Wat zich afspeelde rondom het schoolgaan 1942 -1945 (Mannenkampen oostkust van Sumatra).
Al vrij snel nadat wij op 14 april, 1942 werden geïnterneerd in de Unie-Kampong te Belawan,kwam de Directeur van de Gouvernements-HBS, de heer H.Thier, met initiatieven om -voor zover mogelijk- de schoolgang weer in gang te zetten.
Al op 9 juni 1942 vertelt RdV in het dagboek S1 1942 "Er is nu in het eerste mannenkamp Unie-Kampong te Belawan een echte school opgericht......".
lkzelf kan mij van een schoolgang in de Unie-Kampong niets herinneren. Op 8 december 1942 verhuisde ik naar de Sint Jozefschool in Medan om daar in de keuken voor de werkende mannen te werken. Voor mij begon het "naar school gaan" pas in het mannenkamp Belawan Estate, waar ik op 10 november 1943 vanuit de Jozefschool aankwam.
Toen de oorlog uitbrak zat ik in klas 4A en ik volgde dus in Belawan Estate zo goed en zo kwaad als het ging dat lesprogramma. De meeste lessen werden gegeven voor A- en B-Afdeling samen. Speciale lessen, typisch voor de A-Afdeling, werden gegeven door de heer W.Keyzer, onze oude leraar Handelswetenschappen, Economie, Staatsinrichting en Nederlands-Indisch Privaatrecht. Een oude rot in het vak, want hij deed alles uit het hoofd, omdat er -uiteraard- geen studieboeken waren.
De schoolgaande jongens werden zoveel als mogelijk vrijgesteld van de vele soorten kampcorvee zoals houthakken, groente schoonmaken en schoonmaakwerk in de centrale keuken, etc.
Papier en potlood was heel schaars voorradig, het stufje werd gemaakt van een beetje latex uit de rubberbomen. Het lukte nog wel eens om een paar bladzijden uit een zakbijbel te bemachtigen, hoe breder de kantlijn hoe beter geschikt voor die aantekeningen die niet vergeten mochten worden. Ik sliep in het onderste bed van een verdiepingsbed en gebruikte de onderkant van de planken van het bovenbed om alles, wat beslist niet vergeten mocht worden, in telegramstijl met arang (=houtskool) daar op te schrijven. Het kladpapiertje werd daarna weer met een blokje latex "schoon gestuft" voor de te maken aantekeningen van het volgende lesuur.

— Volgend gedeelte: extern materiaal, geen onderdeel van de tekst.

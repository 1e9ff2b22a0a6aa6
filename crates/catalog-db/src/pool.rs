//! # Database Pool Management
//!
//! Connection pool creation and configuration for SQLite.
//!
//! ## Architecture
//! ```text
//! ┌─────────────────────────────────────────────────────────────────────────┐
//! │                      Database Connection Pool                           │
//! │                                                                         │
//! │  Catalog::open                                                         │
//! │       │                                                                 │
//! │       ▼                                                                 │
//! │  DbConfig::new(path) ← Configure pool settings                         │
//! │       │                                                                 │
//! │       ▼                                                                 │
//! │  Database::new(config).await ← Create pool + run migrations            │
//! │       │                                                                 │
//! │       ▼                                                                 │
//! │  ┌─────────────────────────────────────────┐                           │
//! │  │            SqlitePool                    │                           │
//! │  │  ┌─────┐ ┌─────┐ ┌─────┐               │                           │
//! │  │  │Conn1│ │Conn2│ │Conn3│ ...           │  (max_connections)        │
//! │  │  └─────┘ └─────┘ └─────┘               │                           │
//! │  └─────────────────────────────────────────┘                           │
//! │       │                                                                 │
//! │       ▼                                                                 │
//! │  db.kv() ──► KeyValueRepository                                        │
//! │                                                                         │
//! └─────────────────────────────────────────────────────────────────────────┘
//! ```
//!
//! ## WAL Mode
//! SQLite WAL (Write-Ahead Logging) mode is enabled so readers never block
//! the single writer.

use sqlx::sqlite::{SqliteConnectOptions, SqliteJournalMode, SqlitePoolOptions, SqliteSynchronous};
use sqlx::SqlitePool;
use std::path::PathBuf;
use std::str::FromStr;
use std::time::Duration;
use tracing::{debug, info};

use crate::error::{DbError, DbResult};
use crate::migrations;
use crate::repository::kv::KeyValueRepository;

// =============================================================================
// Configuration
// =============================================================================

/// Database configuration.
///
/// ## Example
/// ```rust,ignore
/// let db = Database::new(DbConfig::new("/path/to/catalog.db")).await?;
/// let tests = Database::new(DbConfig::in_memory()).await?;
/// ```
#[derive(Debug, Clone)]
pub struct DbConfig {
    /// Path to the SQLite database file.
    pub database_path: PathBuf,

    /// Maximum number of connections in the pool.
    /// Default: 5
    pub max_connections: u32,

    /// Minimum number of connections to keep alive.
    /// Default: 1
    pub min_connections: u32,

    /// Connection timeout duration.
    /// Default: 30 seconds
    pub connect_timeout: Duration,

    /// Idle timeout before closing a connection.
    /// Default: 10 minutes
    pub idle_timeout: Option<Duration>,

    /// Whether to run migrations on connect.
    /// Default: true
    pub run_migrations: bool,
}

impl DbConfig {
    /// Creates a new database configuration with the given path.
    ///
    /// The file is created if it doesn't exist.
    pub fn new(path: impl Into<PathBuf>) -> Self {
        DbConfig {
            database_path: path.into(),
            max_connections: 5,
            min_connections: 1,
            connect_timeout: Duration::from_secs(30),
            idle_timeout: Some(Duration::from_secs(600)),
            run_migrations: true,
        }
    }

    /// Creates an in-memory database configuration (for testing).
    ///
    /// A single connection that is never reaped, so the data lives as long
    /// as the pool does.
    pub fn in_memory() -> Self {
        DbConfig {
            database_path: PathBuf::from(":memory:"),
            max_connections: 1,
            min_connections: 1,
            connect_timeout: Duration::from_secs(5),
            idle_timeout: None,
            run_migrations: true,
        }
    }
}

// =============================================================================
// Database
// =============================================================================

/// Main database handle providing repository access.
///
/// Cheap to clone: clones share the pool.
#[derive(Debug, Clone)]
pub struct Database {
    pool: SqlitePool,
}

impl Database {
    /// Creates a new database connection pool.
    ///
    /// ## What This Does
    /// 1. Creates the database file if it doesn't exist
    /// 2. Configures SQLite: WAL mode, NORMAL synchronous
    /// 3. Creates the connection pool
    /// 4. Runs migrations (if enabled)
    pub async fn new(config: DbConfig) -> DbResult<Self> {
        info!(
            path = %config.database_path.display(),
            "Initializing database connection"
        );

        let connect_url = format!("sqlite://{}?mode=rwc", config.database_path.display());

        let connect_options = SqliteConnectOptions::from_str(&connect_url)
            .map_err(|e| DbError::ConnectionFailed(e.to_string()))?
            .journal_mode(SqliteJournalMode::Wal)
            // May lose the last transaction on power loss, never corrupts
            .synchronous(SqliteSynchronous::Normal)
            .create_if_missing(true);

        debug!("Connection options configured");

        let pool = SqlitePoolOptions::new()
            .max_connections(config.max_connections)
            .min_connections(config.min_connections)
            .acquire_timeout(config.connect_timeout)
            .idle_timeout(config.idle_timeout)
            .max_lifetime(None)
            .connect_with(connect_options)
            .await
            .map_err(|e| DbError::ConnectionFailed(e.to_string()))?;

        info!(
            max_connections = config.max_connections,
            "Database pool created"
        );

        let db = Database { pool };

        if config.run_migrations {
            db.run_migrations().await?;
        }

        Ok(db)
    }

    /// Runs database migrations. Called by `new()` unless disabled.
    pub async fn run_migrations(&self) -> DbResult<()> {
        info!("Running database migrations");
        migrations::run_migrations(&self.pool).await?;
        info!("Migrations complete");
        Ok(())
    }

    /// Returns a reference to the connection pool.
    pub fn pool(&self) -> &SqlitePool {
        &self.pool
    }

    /// Returns the key-value repository.
    ///
    /// ## Example
    /// ```rust,ignore
    /// db.kv().set("theme", "\"dark\"").await?;
    /// ```
    pub fn kv(&self) -> KeyValueRepository {
        KeyValueRepository::new(self.pool.clone())
    }

    /// Closes the database connection pool.
    ///
    /// After calling close, all repository operations fail with
    /// `DbError::ConnectionFailed`.
    pub async fn close(&self) {
        info!("Closing database connection pool");
        self.pool.close().await;
    }

    /// Checks if the database can execute queries.
    pub async fn health_check(&self) -> bool {
        sqlx::query("SELECT 1").execute(&self.pool).await.is_ok()
    }
}

// =============================================================================
// Unit Tests
// =============================================================================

Iedereen wist, dat onderwijs in welke vorm ook door de Japanners verboden was, zodat bij alle lessen die gegeven werden, een paar (schoolgaande) jongens bij toerbeurt buiten het "schoolgebouw" op wacht stonden om met een afgesproken sein te waarschuwen wanneer een bewaker (Jap of inheems) binnen het kamp werd gesignaleerd. Deze jongens -noodgedwongen afwezig op de les- werden door bun klasgenoten na schooltijd bijgewerkt.

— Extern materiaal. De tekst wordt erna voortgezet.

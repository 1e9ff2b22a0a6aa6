//! Bundled seed data.
//!
//! The initial users and catalog, compiled into the binary. A store starts
//! from these only when storage holds nothing under the matching key.

use catalog_core::{Category, Product, Seller, User};
use serde::de::DeserializeOwned;

use crate::error::StoreResult;

const USERS_JSON: &str = include_str!("../data/users.json");
const PRODUCTS_JSON: &str = include_str!("../data/products.json");
const CATEGORIES_JSON: &str = include_str!("../data/categories.json");
const SELLERS_JSON: &str = include_str!("../data/sellers.json");

/// The bundled collections, parsed.
#[derive(Debug, Clone, Default, PartialEq)]
pub struct SeedData {
    pub users: Vec<User>,
    pub products: Vec<Product>,
    pub categories: Vec<Category>,
    pub sellers: Vec<Seller>,
}

impl SeedData {
    /// Parses the bundled files.
    pub fn bundled() -> StoreResult<Self> {
        Ok(SeedData {
            users: parse(USERS_JSON)?,
            products: parse(PRODUCTS_JSON)?,
            categories: parse(CATEGORIES_JSON)?,
            sellers: parse(SELLERS_JSON)?,
        })
    }

    /// No seed data at all.
    pub fn empty() -> Self {
        Self::default()
    }
}

fn parse<T: DeserializeOwned>(raw: &str) -> StoreResult<Vec<T>> {
    Ok(serde_json::from_str(raw)?)
}

#[cfg(test)]
mod tests {
    use super::*;

    #[test]
    fn test_bundled_data_parses() {
        let seed = SeedData::bundled().unwrap();
        assert!(!seed.users.is_empty());
        assert!(!seed.products.is_empty());
        assert!(!seed.categories.is_empty());
        assert!(!seed.sellers.is_empty());
    }

    #[test]
    fn test_bundled_products_reference_known_names() {
        let seed = SeedData::bundled().unwrap();
        for product in &seed.products {
            assert!(seed.categories.iter().any(|c| c.name == product.category));
            assert!(seed.sellers.iter().any(|s| s.name == product.seller));
            assert!(seed.users.iter().any(|u| u.id == product.created_by));
        }
    }

    #[test]
    fn test_emails_are_unique() {
        let seed = SeedData::bundled().unwrap();
        let mut emails: Vec<&str> = seed.users.iter().map(|u| u.email.as_str()).collect();
        emails.sort_unstable();
        emails.dedup();
        assert_eq!(emails.len(), seed.users.len());
    }
}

Voor zover ik mij nog kan herinneren heb ik het "eind-examen" in juli 1944 met een vijf- tot tiental jongens gedaan. Er werd heel veel mondeling "verhoord" omdat er bijna geen papier was. Bij een vak als dubbelboekhouden behielpen we ons met het zanderige schoolplein,waarop de diverse boeken zoals bijv. Kasboek, Bankboek, Crediteuren en Verlies- en Winstrekening met een lange, stok in het zand werden ingetekend en de diverse kas- en bankmutaties in het zand 'ingeboekt en overgeboekt.
De examencommissie, bestaande o.a. uit de Burgemeester Kuntze, liep dus letterlijk ter controle van de debetzijde van het kasboek naar de creditzijde van het Bankboek, en zo voort. Het hele examen werd in bijna dodelijke ernst gedaan zowel door leerlingen als; hun examinatoren. Een onvergetelijke ervaring die nu nog helder voor de geest staat!
De tussentijdse rapporten zijn ter plaatse gemaakt op, het schaars beschikbare papier.
Voor het "getuigschrift" moest tot ná het einde van de oorlog gewacht worden toen papier voor dit doel beschikbaar kwam.